EXERCISE DIRECTIONS
Scan the records below and say how many lines include the word "Deserialize", giving no other text.

SUPPLIED DATA
..............................

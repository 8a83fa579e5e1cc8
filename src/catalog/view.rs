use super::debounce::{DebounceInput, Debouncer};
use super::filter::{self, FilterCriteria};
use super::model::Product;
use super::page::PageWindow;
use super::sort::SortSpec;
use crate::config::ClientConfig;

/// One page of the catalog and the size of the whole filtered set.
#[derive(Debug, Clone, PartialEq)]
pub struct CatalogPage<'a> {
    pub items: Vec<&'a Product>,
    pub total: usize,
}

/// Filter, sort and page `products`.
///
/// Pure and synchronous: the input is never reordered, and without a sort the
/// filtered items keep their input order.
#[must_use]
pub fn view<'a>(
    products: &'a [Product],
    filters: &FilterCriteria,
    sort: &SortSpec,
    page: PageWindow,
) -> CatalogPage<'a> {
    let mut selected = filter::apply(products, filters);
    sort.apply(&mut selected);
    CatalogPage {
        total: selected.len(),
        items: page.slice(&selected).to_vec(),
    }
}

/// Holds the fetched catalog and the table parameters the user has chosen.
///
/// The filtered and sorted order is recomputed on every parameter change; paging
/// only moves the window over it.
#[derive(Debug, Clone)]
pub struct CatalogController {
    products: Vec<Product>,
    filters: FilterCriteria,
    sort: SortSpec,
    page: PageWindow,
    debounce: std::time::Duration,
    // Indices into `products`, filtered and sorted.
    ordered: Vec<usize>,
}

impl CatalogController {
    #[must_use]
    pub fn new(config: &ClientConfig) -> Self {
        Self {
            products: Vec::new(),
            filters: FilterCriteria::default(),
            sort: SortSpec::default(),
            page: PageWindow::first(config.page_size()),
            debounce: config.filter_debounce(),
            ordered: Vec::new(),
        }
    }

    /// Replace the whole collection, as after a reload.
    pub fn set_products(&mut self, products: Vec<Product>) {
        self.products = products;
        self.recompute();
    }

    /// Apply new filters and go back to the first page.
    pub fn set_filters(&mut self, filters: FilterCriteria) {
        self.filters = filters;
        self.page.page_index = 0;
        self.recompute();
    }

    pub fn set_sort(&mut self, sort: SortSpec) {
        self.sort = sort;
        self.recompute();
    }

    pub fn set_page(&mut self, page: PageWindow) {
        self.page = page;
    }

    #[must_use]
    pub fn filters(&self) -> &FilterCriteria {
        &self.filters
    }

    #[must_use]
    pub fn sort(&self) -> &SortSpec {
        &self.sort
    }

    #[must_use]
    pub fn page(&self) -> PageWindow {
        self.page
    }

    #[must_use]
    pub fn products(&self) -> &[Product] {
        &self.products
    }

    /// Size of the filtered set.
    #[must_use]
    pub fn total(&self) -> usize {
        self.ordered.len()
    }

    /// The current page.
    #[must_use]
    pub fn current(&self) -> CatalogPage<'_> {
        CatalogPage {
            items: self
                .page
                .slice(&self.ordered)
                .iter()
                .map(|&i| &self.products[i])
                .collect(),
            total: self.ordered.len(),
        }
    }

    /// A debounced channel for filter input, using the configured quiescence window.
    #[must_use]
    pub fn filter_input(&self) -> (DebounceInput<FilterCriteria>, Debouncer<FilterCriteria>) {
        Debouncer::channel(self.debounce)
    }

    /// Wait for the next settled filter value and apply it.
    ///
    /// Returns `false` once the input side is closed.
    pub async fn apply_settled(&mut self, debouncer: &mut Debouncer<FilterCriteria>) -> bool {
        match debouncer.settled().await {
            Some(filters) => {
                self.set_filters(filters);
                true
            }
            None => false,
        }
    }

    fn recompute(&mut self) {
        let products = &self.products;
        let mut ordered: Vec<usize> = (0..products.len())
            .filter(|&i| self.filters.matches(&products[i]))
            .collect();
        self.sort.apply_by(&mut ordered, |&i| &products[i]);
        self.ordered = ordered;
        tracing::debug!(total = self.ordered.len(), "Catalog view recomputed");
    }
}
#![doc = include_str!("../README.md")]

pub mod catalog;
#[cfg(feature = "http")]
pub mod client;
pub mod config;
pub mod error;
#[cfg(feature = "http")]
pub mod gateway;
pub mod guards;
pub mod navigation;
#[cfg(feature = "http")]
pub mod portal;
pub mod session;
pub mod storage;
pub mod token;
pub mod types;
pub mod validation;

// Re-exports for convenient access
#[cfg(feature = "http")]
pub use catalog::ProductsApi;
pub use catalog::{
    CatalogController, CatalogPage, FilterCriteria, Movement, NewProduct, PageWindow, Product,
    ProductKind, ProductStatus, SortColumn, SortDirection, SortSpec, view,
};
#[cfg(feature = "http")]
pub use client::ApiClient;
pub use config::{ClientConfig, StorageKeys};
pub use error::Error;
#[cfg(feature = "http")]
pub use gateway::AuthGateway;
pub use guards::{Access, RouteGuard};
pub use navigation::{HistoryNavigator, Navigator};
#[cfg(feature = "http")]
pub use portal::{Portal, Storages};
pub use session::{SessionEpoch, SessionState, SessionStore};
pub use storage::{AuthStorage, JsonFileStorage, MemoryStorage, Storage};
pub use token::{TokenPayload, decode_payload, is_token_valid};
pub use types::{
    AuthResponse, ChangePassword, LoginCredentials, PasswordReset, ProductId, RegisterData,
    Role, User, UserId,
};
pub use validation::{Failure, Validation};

..............................

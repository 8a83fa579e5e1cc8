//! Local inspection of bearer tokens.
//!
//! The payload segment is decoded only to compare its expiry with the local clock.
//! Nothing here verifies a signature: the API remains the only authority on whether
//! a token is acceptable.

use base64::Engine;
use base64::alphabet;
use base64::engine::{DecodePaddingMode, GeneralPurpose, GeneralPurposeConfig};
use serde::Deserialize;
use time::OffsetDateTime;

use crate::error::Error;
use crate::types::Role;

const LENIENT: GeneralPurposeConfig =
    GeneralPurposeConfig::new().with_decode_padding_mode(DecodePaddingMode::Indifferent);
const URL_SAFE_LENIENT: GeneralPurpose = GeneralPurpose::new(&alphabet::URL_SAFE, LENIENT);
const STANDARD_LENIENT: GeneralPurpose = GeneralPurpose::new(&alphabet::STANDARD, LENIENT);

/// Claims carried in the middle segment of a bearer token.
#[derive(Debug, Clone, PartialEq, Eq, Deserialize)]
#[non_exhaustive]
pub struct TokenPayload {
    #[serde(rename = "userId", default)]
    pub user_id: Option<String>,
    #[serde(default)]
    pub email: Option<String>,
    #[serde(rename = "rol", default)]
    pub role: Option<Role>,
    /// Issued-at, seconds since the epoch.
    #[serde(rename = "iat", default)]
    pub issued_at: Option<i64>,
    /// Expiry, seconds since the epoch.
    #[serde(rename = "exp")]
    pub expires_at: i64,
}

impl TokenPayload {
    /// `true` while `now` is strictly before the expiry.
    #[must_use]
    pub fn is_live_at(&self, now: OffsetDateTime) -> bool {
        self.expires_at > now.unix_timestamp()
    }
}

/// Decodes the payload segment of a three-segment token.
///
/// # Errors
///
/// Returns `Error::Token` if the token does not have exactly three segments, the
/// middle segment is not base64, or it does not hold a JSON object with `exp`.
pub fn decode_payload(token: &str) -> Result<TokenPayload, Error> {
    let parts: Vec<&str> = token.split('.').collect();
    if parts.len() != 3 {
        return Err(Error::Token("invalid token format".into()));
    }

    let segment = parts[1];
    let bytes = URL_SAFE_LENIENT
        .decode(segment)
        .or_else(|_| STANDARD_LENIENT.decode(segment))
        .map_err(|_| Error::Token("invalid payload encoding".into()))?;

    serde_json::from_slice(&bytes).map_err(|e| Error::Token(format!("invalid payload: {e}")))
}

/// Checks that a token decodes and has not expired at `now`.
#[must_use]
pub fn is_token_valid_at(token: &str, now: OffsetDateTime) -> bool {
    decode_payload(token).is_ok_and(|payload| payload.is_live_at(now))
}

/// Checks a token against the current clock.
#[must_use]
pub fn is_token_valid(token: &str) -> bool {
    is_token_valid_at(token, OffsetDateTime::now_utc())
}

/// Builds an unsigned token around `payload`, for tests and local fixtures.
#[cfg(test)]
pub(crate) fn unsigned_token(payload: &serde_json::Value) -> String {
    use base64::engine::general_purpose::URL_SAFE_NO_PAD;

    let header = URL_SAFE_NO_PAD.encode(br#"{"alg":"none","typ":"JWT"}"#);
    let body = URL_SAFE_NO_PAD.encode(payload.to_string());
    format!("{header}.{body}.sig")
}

..............................

RESULT OF THE EXERCISE
2